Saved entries
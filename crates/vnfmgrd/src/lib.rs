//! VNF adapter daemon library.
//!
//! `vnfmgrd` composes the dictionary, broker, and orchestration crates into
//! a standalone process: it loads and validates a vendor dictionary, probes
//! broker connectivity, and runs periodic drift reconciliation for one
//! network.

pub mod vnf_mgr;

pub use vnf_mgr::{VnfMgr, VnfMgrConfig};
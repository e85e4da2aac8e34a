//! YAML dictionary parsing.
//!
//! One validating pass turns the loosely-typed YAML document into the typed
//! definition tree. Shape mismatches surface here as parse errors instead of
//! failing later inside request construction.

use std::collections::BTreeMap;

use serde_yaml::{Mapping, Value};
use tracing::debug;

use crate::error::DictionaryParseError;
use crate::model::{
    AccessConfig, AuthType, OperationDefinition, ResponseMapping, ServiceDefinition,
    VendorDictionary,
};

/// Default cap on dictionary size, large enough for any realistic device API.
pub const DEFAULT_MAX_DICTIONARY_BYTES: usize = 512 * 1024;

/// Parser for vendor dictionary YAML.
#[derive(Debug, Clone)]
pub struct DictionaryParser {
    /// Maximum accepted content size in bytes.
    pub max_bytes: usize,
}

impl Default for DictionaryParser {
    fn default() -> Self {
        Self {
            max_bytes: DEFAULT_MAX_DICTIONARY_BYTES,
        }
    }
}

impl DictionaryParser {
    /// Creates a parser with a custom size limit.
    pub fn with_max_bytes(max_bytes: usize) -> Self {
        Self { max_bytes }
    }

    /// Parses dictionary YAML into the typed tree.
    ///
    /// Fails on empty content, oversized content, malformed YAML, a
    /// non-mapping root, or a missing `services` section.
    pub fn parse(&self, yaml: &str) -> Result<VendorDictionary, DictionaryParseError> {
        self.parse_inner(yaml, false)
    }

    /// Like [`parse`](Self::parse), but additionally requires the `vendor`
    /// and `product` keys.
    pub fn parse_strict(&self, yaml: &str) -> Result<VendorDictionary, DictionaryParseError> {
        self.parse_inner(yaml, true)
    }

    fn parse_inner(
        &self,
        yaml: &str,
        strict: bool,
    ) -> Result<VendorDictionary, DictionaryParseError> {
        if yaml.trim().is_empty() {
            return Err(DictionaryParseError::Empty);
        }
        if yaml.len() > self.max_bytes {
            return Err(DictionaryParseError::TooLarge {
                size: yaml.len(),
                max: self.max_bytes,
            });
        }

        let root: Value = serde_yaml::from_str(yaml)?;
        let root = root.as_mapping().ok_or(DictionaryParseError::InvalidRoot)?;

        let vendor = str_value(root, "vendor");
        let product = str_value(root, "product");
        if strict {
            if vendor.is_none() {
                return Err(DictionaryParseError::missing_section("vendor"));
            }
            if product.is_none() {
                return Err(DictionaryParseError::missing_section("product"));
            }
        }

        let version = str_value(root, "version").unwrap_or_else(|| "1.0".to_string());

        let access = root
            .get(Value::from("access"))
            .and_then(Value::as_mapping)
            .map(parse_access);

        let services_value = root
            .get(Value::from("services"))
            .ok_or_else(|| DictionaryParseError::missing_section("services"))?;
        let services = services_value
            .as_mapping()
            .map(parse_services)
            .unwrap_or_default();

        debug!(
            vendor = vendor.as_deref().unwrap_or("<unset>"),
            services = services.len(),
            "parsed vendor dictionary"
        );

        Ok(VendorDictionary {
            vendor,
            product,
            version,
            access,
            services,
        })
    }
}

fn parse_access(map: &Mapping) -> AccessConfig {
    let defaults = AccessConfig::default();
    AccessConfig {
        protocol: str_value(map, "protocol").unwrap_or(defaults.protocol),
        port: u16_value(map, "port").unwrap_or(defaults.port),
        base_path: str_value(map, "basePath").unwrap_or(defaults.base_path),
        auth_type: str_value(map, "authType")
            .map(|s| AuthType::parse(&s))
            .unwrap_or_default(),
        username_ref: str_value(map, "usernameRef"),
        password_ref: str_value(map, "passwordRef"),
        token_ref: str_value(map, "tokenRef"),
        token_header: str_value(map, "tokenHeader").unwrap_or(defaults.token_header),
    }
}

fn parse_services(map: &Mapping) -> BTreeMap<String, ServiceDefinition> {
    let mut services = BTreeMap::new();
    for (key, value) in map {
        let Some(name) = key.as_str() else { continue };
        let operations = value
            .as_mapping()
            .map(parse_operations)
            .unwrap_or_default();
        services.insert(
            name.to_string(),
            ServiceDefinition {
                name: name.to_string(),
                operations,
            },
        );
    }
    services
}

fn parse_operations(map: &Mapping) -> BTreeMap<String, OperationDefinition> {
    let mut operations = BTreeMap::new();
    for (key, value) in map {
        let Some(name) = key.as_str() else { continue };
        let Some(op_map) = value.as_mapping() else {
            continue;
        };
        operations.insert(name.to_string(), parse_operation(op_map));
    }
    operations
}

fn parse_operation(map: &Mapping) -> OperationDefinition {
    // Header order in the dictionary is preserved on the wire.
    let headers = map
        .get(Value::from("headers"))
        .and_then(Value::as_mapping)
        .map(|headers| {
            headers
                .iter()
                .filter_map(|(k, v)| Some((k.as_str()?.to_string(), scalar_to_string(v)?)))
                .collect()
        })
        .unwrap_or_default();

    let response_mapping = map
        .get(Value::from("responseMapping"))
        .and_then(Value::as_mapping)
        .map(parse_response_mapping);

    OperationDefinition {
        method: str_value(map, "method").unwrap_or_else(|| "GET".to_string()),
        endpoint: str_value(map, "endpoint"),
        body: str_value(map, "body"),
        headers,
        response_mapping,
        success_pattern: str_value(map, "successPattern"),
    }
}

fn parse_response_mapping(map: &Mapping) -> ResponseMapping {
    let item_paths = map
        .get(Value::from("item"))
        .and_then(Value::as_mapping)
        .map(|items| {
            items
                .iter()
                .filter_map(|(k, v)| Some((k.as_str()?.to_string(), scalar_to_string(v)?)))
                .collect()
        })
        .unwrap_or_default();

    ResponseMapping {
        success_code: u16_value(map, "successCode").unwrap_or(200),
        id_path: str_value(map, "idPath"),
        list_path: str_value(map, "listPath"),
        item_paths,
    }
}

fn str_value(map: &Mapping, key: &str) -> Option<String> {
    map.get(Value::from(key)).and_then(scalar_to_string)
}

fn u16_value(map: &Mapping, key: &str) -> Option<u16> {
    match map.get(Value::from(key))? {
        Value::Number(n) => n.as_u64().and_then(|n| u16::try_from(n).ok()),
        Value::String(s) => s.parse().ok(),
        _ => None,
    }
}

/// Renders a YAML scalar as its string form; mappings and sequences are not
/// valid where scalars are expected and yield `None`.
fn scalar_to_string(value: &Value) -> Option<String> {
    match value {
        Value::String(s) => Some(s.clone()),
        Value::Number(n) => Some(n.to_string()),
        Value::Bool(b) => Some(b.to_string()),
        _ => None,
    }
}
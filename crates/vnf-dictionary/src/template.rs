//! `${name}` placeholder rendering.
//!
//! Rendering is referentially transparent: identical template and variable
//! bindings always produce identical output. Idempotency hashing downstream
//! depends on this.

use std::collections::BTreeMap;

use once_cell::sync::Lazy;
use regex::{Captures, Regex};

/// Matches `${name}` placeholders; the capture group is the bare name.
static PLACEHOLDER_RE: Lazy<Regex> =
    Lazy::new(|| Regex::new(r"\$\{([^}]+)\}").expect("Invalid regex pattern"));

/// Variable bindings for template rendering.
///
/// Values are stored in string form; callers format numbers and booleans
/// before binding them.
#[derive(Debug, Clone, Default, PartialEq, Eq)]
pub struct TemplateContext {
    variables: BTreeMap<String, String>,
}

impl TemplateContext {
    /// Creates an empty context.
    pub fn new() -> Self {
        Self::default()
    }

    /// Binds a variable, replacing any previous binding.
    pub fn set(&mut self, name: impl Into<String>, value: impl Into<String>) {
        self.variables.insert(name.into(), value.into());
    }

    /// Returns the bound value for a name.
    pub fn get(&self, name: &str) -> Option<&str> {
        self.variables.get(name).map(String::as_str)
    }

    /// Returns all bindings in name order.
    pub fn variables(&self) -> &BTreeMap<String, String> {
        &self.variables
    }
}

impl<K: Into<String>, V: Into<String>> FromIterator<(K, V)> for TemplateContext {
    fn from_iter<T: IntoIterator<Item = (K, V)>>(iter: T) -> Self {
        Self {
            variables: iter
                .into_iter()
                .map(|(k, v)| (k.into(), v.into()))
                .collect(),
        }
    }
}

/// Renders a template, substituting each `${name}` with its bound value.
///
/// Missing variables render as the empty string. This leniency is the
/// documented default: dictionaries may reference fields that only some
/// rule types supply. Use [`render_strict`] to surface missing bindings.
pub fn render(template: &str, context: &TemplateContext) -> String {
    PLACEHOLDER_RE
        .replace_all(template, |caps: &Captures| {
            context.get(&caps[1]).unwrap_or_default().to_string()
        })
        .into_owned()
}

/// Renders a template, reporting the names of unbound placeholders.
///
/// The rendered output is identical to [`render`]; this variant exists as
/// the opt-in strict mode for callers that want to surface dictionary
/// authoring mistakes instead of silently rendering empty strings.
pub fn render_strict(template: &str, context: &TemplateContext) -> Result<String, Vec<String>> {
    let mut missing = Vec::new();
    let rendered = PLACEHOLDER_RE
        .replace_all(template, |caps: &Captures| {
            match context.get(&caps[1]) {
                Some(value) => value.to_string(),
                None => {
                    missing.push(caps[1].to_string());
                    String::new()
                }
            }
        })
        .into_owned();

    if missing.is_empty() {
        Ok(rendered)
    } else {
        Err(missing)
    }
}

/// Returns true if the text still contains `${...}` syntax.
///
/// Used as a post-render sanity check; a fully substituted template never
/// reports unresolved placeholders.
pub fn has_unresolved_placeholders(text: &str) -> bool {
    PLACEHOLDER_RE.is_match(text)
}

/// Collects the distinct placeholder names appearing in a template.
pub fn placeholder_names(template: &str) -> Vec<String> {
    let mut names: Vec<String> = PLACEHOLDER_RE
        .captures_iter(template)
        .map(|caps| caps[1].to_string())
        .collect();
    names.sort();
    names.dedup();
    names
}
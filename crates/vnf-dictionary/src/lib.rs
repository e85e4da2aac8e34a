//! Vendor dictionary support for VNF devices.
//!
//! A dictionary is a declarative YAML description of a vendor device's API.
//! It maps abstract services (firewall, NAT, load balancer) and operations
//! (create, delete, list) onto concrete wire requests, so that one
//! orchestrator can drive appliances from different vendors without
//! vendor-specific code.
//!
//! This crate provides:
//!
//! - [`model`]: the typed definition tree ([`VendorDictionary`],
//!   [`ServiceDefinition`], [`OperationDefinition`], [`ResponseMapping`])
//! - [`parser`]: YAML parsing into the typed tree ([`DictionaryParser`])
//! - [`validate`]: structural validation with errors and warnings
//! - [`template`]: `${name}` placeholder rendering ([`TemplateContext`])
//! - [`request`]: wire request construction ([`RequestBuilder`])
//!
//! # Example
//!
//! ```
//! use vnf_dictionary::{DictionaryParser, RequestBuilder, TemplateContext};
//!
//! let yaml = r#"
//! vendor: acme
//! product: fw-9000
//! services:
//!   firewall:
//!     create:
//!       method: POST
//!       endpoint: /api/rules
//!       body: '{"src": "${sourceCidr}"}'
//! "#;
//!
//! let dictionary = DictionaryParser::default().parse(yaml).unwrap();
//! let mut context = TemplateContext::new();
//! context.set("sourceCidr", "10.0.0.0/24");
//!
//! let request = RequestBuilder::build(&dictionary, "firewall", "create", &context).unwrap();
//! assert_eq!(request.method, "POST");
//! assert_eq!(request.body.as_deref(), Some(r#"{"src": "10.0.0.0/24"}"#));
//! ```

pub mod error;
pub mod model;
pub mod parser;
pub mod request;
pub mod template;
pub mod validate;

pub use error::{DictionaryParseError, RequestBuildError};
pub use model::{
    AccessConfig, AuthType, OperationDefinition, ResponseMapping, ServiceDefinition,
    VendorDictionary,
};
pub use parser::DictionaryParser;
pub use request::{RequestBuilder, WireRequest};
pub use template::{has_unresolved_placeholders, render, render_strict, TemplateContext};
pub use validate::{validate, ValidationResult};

> [What is expected]: Nothing but a number should be given: the number of lines in the records that contain the word "sourceCidr".

> [Output of the task]: 2